The data:
###
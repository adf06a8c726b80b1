// Application settings
// Loaded from ~/.config/resortdesk/settings.toml (or --config / RDESK_CONFIG)

use std::fs;
use std::path::{Path, PathBuf};

use serde::{Deserialize, Serialize};
use thiserror::Error;

use resortdesk_recon::MatchConfig;

/// Environment variable naming an explicit settings file.
pub const CONFIG_ENV: &str = "RDESK_CONFIG";

const APP_DIR: &str = "resortdesk";
const SETTINGS_FILE: &str = "settings.toml";
const DATABASE_FILE: &str = "catalog.db";

#[derive(Debug, Error)]
pub enum ConfigError {
    #[error("cannot read {path}: {source}")]
    Io {
        path: PathBuf,
        #[source]
        source: std::io::Error,
    },
    #[error("invalid settings file {path}: {source}")]
    Parse {
        path: PathBuf,
        #[source]
        source: toml::de::Error,
    },
    #[error("invalid settings file {path}: {message}")]
    Invalid { path: PathBuf, message: String },
}

/// Where the settings were read from.
#[derive(Debug, Clone, PartialEq, Eq)]
pub enum SettingsSource {
    /// `--config` flag
    Flag(PathBuf),
    /// `RDESK_CONFIG`
    Env(PathBuf),
    /// Platform config dir
    Default(PathBuf),
}

impl SettingsSource {
    pub fn path(&self) -> &Path {
        match self {
            Self::Flag(p) | Self::Env(p) | Self::Default(p) => p,
        }
    }

    fn is_explicit(&self) -> bool {
        !matches!(self, Self::Default(_))
    }
}

#[derive(Debug, Clone, PartialEq, Serialize, Deserialize)]
#[serde(default)]
pub struct Settings {
    /// Catalog database. Relative paths resolve against the settings file's
    /// directory.
    pub database: PathBuf,

    /// Matching thresholds, price tolerance and header keywords.
    pub import: MatchConfig,
}

impl Default for Settings {
    fn default() -> Self {
        Self {
            database: Self::default_database_path(),
            import: MatchConfig::default(),
        }
    }
}

impl Settings {
    pub fn config_dir() -> PathBuf {
        dirs::config_dir()
            .unwrap_or_else(|| PathBuf::from("."))
            .join(APP_DIR)
    }

    pub fn default_config_path() -> PathBuf {
        Self::config_dir().join(SETTINGS_FILE)
    }

    pub fn default_database_path() -> PathBuf {
        Self::config_dir().join(DATABASE_FILE)
    }

    /// Pick the settings file: flag, then environment, then platform default.
    pub fn locate(flag: Option<&Path>) -> SettingsSource {
        if let Some(path) = flag {
            return SettingsSource::Flag(path.to_path_buf());
        }
        match std::env::var_os(CONFIG_ENV) {
            Some(path) if !path.is_empty() => SettingsSource::Env(PathBuf::from(path)),
            _ => SettingsSource::Default(Self::default_config_path()),
        }
    }

    /// Load settings for the CLI.
    ///
    /// A missing default file yields defaults; a missing file that was named
    /// explicitly is an error. A file that exists but does not parse or
    /// validate is always an error.
    pub fn load(flag: Option<&Path>) -> Result<Self, ConfigError> {
        let source = Self::locate(flag);
        let path = source.path();
        if !path.exists() && !source.is_explicit() {
            tracing::debug!(path = %path.display(), "no settings file, using defaults");
            return Ok(Self::default());
        }
        Self::load_from(path)
    }

    pub fn load_from(path: &Path) -> Result<Self, ConfigError> {
        let contents = fs::read_to_string(path).map_err(|source| ConfigError::Io {
            path: path.to_path_buf(),
            source,
        })?;
        let mut settings = Self::from_toml(&contents, path)?;
        if settings.database.is_relative() {
            let base = path.parent().unwrap_or_else(|| Path::new("."));
            settings.database = base.join(&settings.database);
        }
        tracing::debug!(path = %path.display(), database = %settings.database.display(), "settings loaded");
        Ok(settings)
    }

    /// Parse settings text; `path` is used for error messages only.
    pub fn from_toml(contents: &str, path: &Path) -> Result<Self, ConfigError> {
        let settings: Self = toml::from_str(contents).map_err(|source| ConfigError::Parse {
            path: path.to_path_buf(),
            source,
        })?;
        settings.import.validate().map_err(|e| ConfigError::Invalid {
            path: path.to_path_buf(),
            message: e.to_string(),
        })?;
        Ok(settings)
    }

    /// Return these settings with the database path replaced, if given.
    pub fn with_database(mut self, database: Option<PathBuf>) -> Self {
        if let Some(db) = database {
            self.database = db;
        }
        self
    }
}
###
The answer should consist solely of the lines from the first line above through the one with "#[derive(Debug, Error)]", both included, repeated exactly.

repository adf06a8c726b80b1
// Application settings
// Loaded from ~/.config/resortdesk/settings.toml (or --config / RDESK_CONFIG)

use std::fs;
use std::path::{Path, PathBuf};

use serde::{Deserialize, Serialize};
use thiserror::Error;

use resortdesk_recon::MatchConfig;

/// Environment variable naming an explicit settings file.
pub const CONFIG_ENV: &str = "RDESK_CONFIG";

const APP_DIR: &str = "resortdesk";
const SETTINGS_FILE: &str = "settings.toml";
const DATABASE_FILE: &str = "catalog.db";

#[derive(Debug, Error)]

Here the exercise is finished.